● **What you need to do**
Stop at the line containing "in the given": every line of the listing from the first up to that one must be set down exactly.

● **Provided records**
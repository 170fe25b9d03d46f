//! Copying pages between documents.
//!
//! Every object reachable from an imported page is copied into the target
//! under a fresh id. Links back into the source page tree (`/Parent`, or
//! annotation `/P` entries pointing at pages that were not selected) are cut.

use crate::document::{Document, Page};
use crate::model::objects::{PDFDict, PDFObjRef, PDFObject, dict_name};
use crate::Result;
use std::collections::{HashMap, HashSet};
use tracing::{debug, warn};

/// Page keys that only make sense inside the source document.
const DROPPED_PAGE_KEYS: [&str; 3] = ["Parent", "B", "StructParents"];

/// Builds a new document from pages of one or more sources.
#[derive(Debug)]
pub struct PageImporter {
    target: Document,
    pages_root: u32,
    kids: Vec<PDFObject>,
    next_id: u32,
    version: Option<String>,
    info_copied: bool,
}

impl Default for PageImporter {
    fn default() -> Self {
        Self::new()
    }
}

impl PageImporter {
    pub fn new() -> Self {
        let target = Document::new();
        let next_id = target.max_object_id() + 1;
        Self {
            target,
            pages_root: 2,
            kids: Vec::new(),
            next_id,
            version: None,
            info_copied: false,
        }
    }

    fn allocate(&mut self) -> u32 {
        let id = self.next_id;
        self.next_id += 1;
        id
    }

    /// Append `pages` of `source` in the given order, adding `rotate_by`
    /// degrees to each page's rotation.
    ///
    /// Objects shared between these pages are copied once.
    pub fn import(&mut self, source: &Document, pages: &[Page], rotate_by: i64) -> Result<()> {
        let selected: HashSet<u32> = pages.iter().map(|p| p.objid).collect();
        let mut mapping: HashMap<u32, u32> = HashMap::new();
        let mut worklist: Vec<u32> = Vec::new();

        let mut page_ids = Vec::with_capacity(pages.len());
        for page in pages {
            let new_id = self.allocate();
            mapping.insert(page.objid, new_id);
            page_ids.push(new_id);
        }

        for (page, &new_id) in pages.iter().zip(&page_ids) {
            let mut attrs = page.attrs.clone();
            for key in DROPPED_PAGE_KEYS {
                attrs.remove(key);
            }
            let rotate = (page.rotate.rem_euclid(360) + rotate_by.rem_euclid(360)) % 360;
            if rotate != 0 || attrs.contains_key("Rotate") {
                attrs.insert("Rotate".into(), PDFObject::Int(rotate));
            }
            let mut obj = PDFObject::Dict(attrs);
            self.remap(source, &mut obj, &selected, &mut mapping, &mut worklist);
            if let PDFObject::Dict(attrs) = &mut obj {
                attrs.insert("Parent".into(), PDFObject::reference(self.pages_root));
            }
            self.target.set_object(new_id, obj);
            self.kids.push(PDFObject::reference(new_id));
        }

        while let Some(src_id) = worklist.pop() {
            let Some(&new_id) = mapping.get(&src_id) else {
                continue;
            };
            let mut obj = match source.get_object(src_id) {
                Some(obj) => obj.clone(),
                None => {
                    warn!(objid = src_id, "dangling reference while importing");
                    PDFObject::Null
                }
            };
            self.remap(source, &mut obj, &selected, &mut mapping, &mut worklist);
            self.target.set_object(new_id, obj);
        }

        if self
            .version
            .as_deref()
            .is_none_or(|v| v < source.version())
        {
            self.version = Some(source.version().to_string());
        }
        if !self.info_copied {
            self.copy_info(source);
        }
        debug!(
            pages = pages.len(),
            objects = mapping.len(),
            "imported pages"
        );
        Ok(())
    }

    fn remap(
        &mut self,
        source: &Document,
        obj: &mut PDFObject,
        selected: &HashSet<u32>,
        mapping: &mut HashMap<u32, u32>,
        worklist: &mut Vec<u32>,
    ) {
        obj.map_refs(&mut |r: &PDFObjRef| {
            if let Some(&id) = mapping.get(&r.objid) {
                return PDFObject::reference(id);
            }
            if !selected.contains(&r.objid) && is_page_tree_node(source, r.objid) {
                return PDFObject::Null;
            }
            let id = self.allocate();
            mapping.insert(r.objid, id);
            worklist.push(r.objid);
            PDFObject::reference(id)
        });
    }

    /// Carry over the first source's `/Info` entries that are plain values.
    fn copy_info(&mut self, source: &Document) {
        self.info_copied = true;
        let Some(info) = source.info_dict() else {
            return;
        };
        let copied: PDFDict = info
            .iter()
            .filter_map(|(key, value)| match source.resolve(value) {
                v @ (PDFObject::String(_)
                | PDFObject::Name(_)
                | PDFObject::Int(_)
                | PDFObject::Real(_)
                | PDFObject::Bool(_)) => Some((key.clone(), v.clone())),
                _ => None,
            })
            .collect();
        if copied.is_empty() {
            return;
        }
        let id = self.allocate();
        self.target.set_object(id, PDFObject::Dict(copied));
        self.target
            .trailer_mut()
            .insert("Info".into(), PDFObject::reference(id));
    }

    /// Number of pages imported so far.
    pub fn page_count(&self) -> usize {
        self.kids.len()
    }

    /// Link the imported pages into the page tree and return the document.
    pub fn finish(mut self) -> Document {
        let count = self.kids.len() as i64;
        self.target.set_object(
            self.pages_root,
            PDFObject::Dict(PDFDict::from([
                ("Type".to_string(), PDFObject::name("Pages")),
                ("Kids".to_string(), PDFObject::Array(self.kids)),
                ("Count".to_string(), PDFObject::Int(count)),
            ])),
        );
        if let Some(version) = self.version {
            self.target.set_version(version);
        }
        self.target
    }
}

fn is_page_tree_node(doc: &Document, objid: u32) -> bool {
    doc.get_object(objid)
        .and_then(|o| o.as_dict().ok())
        .and_then(|d| dict_name(d, "Type"))
        .is_some_and(|t| t == "Page" || t == "Pages")
}

#[cfg(test)]
mod tests {
    use super::*;
    use crate::model::objects::PDFStream;

    /// Two pages sharing one font resource; page 2 has an annotation
    /// pointing back at page 1.
    fn source() -> Document {
        let mut doc = Document::new();
        doc.set_version("1.4");
        doc.set_object(
            2,
            PDFObject::Dict(PDFDict::from([
                ("Type".to_string(), PDFObject::name("Pages")),
                (
                    "Kids".to_string(),
                    PDFObject::Array(vec![PDFObject::reference(10), PDFObject::reference(20)]),
                ),
                ("Count".to_string(), PDFObject::Int(2)),
                ("MediaBox".to_string(), PDFObject::number_array(&[0.0, 0.0, 100.0, 100.0])),
            ])),
        );
        doc.set_object(
            5,
            PDFObject::Dict(PDFDict::from([(
                "Font".to_string(),
                PDFObject::Dict(PDFDict::from([("F1".to_string(), PDFObject::reference(6))])),
            )])),
        );
        doc.set_object(6, PDFObject::Dict(PDFDict::from([("Type".to_string(), PDFObject::name("Font"))])));
        for (page, content) in [(10u32, 11u32), (20, 21)] {
            let mut attrs = PDFDict::from([
                ("Type".to_string(), PDFObject::name("Page")),
                ("Parent".to_string(), PDFObject::reference(2)),
                ("Resources".to_string(), PDFObject::reference(5)),
                ("Contents".to_string(), PDFObject::reference(content)),
            ]);
            if page == 20 {
                attrs.insert(
                    "Annots".into(),
                    PDFObject::Array(vec![PDFObject::Dict(PDFDict::from([(
                        "P".to_string(),
                        PDFObject::reference(10),
                    )]))]),
                );
            }
            doc.set_object(page, PDFObject::Dict(attrs));
            doc.set_object(content, PDFStream::new(PDFDict::new(), format!("% page {page}").into_bytes()));
        }
        doc
    }

    #[test]
    fn shared_resources_are_copied_once() {
        let src = source();
        let pages = src.pages().unwrap();
        let mut importer = PageImporter::new();
        importer.import(&src, &pages, 0).unwrap();
        let out = importer.finish();

        assert_eq!(out.page_count(), 2);
        assert_eq!(out.version(), "1.4");
        // Catalog, page tree, 2 pages, 2 contents, resources, font.
        assert_eq!(out.object_count(), 8);
        let out_pages = out.pages().unwrap();
        assert_eq!(out_pages[0].media_box, [0.0, 0.0, 100.0, 100.0]);
        assert_eq!(out_pages[0].content(&out), b"% page 10\n");
        assert_eq!(
            out_pages[0].attrs.get("Resources"),
            out_pages[1].attrs.get("Resources")
        );
    }

    #[test]
    fn links_to_unselected_pages_are_cut() {
        let src = source();
        let pages = src.pages().unwrap();
        let mut importer = PageImporter::new();
        importer.import(&src, &pages[1..], 90).unwrap();
        let out = importer.finish();

        let page = out.page(0).unwrap();
        assert_eq!(page.rotate, 90);
        assert_eq!(page.attrs.get("Parent"), Some(&PDFObject::reference(2)));
        let annots = page.attrs.get("Annots").unwrap().as_array().unwrap();
        assert_eq!(annots[0].as_dict().unwrap().get("P"), Some(&PDFObject::Null));
        assert_eq!(page.content(&out), b"% page 20\n");
    }

    #[test]
    fn importing_twice_keeps_both_copies() {
        let src = source();
        let pages = src.pages().unwrap();
        let mut importer = PageImporter::new();
        importer.import(&src, &pages[..1], 0).unwrap();
        importer.import(&src, &pages[..1], 0).unwrap();
        assert_eq!(importer.page_count(), 2);
        let out = importer.finish();
        let out_pages = out.pages().unwrap();
        assert_ne!(out_pages[0].objid, out_pages[1].objid);
        assert_eq!(out_pages[1].content(&out), b"% page 10\n");
    }
}
//! Error types for the bluepdf engine.

use thiserror::Error;

/// Primary error type for every engine operation.
#[derive(Error, Debug)]
pub enum PdfError {
    #[error("invalid token at position {pos}: {msg}")]
    TokenError { pos: usize, msg: String },

    #[error("unexpected end of input")]
    UnexpectedEof,

    #[error("type error: expected {expected}, got {got}")]
    TypeError {
        expected: &'static str,
        got: &'static str,
    },

    #[error("io error: {0}")]
    Io(#[from] std::io::Error),

    #[error("image codec error: {0}")]
    Image(#[from] image::ImageError),

    #[error("PDF object not found: {0}")]
    ObjectNotFound(u32),

    #[error("no valid xref table found")]
    NoValidXRef,

    #[error("malformed document: {0}")]
    MalformedDocument(String),

    #[error("unsupported PDF version {0}")]
    UnsupportedVersion(String),

    #[error("decode error: {0}")]
    DecodeError(String),

    #[error("encryption error: {0}")]
    EncryptionError(String),

    #[error("SASLprep: {0}")]
    SaslPrepError(String),

    #[error("render error on page {page}: {msg}")]
    Render { page: usize, msg: String },

    #[error("invalid page range {start}..={end} for a document with {page_count} pages")]
    InvalidRange {
        start: usize,
        end: usize,
        page_count: usize,
    },

    #[error("input document is encrypted")]
    EncryptedInput,

    #[error("document is already encrypted")]
    AlreadyEncrypted,

    #[error("document is not encrypted")]
    NotEncrypted,

    #[error("incorrect password")]
    InvalidPassword,

    #[error("invalid argument: {0}")]
    InvalidArgument(String),

    #[error("operation cancelled")]
    Cancelled,

    #[error("document is being modified by another task")]
    DocumentBusy,

    #[error("runtime error: {0}")]
    Runtime(String),
}

/// Convenience Result type alias for PdfError.
pub type Result<T> = std::result::Result<T, PdfError>;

● **Expected answer**
repository 170fe25b9d03d46f
//! Copying pages between documents.
//!
//! Every object reachable from an imported page is copied into the target
//! under a fresh id. Links back into the source page tree (`/Parent`, or
//! annotation `/P` entries pointing at pages that were not selected) are cut.

use crate::document::{Document, Page};
use crate::model::objects::{PDFDict, PDFObjRef, PDFObject, dict_name};
use crate::Result;
use std::collections::{HashMap, HashSet};
use tracing::{debug, warn};

/// Page keys that only make sense inside the source document.
const DROPPED_PAGE_KEYS: [&str; 3] = ["Parent", "B", "StructParents"];

/// Builds a new document from pages of one or more sources.
#[derive(Debug)]
pub struct PageImporter {
    target: Document,
    pages_root: u32,
    kids: Vec<PDFObject>,
    next_id: u32,
    version: Option<String>,
    info_copied: bool,
}

impl Default for PageImporter {
    fn default() -> Self {
        Self::new()
    }
}

impl PageImporter {
    pub fn new() -> Self {
        let target = Document::new();
        let next_id = target.max_object_id() + 1;
        Self {
            target,
            pages_root: 2,
            kids: Vec::new(),
            next_id,
            version: None,
            info_copied: false,
        }
    }

    fn allocate(&mut self) -> u32 {
        let id = self.next_id;
        self.next_id += 1;
        id
    }

    /// Append `pages` of `source` in the given order, adding `rotate_by`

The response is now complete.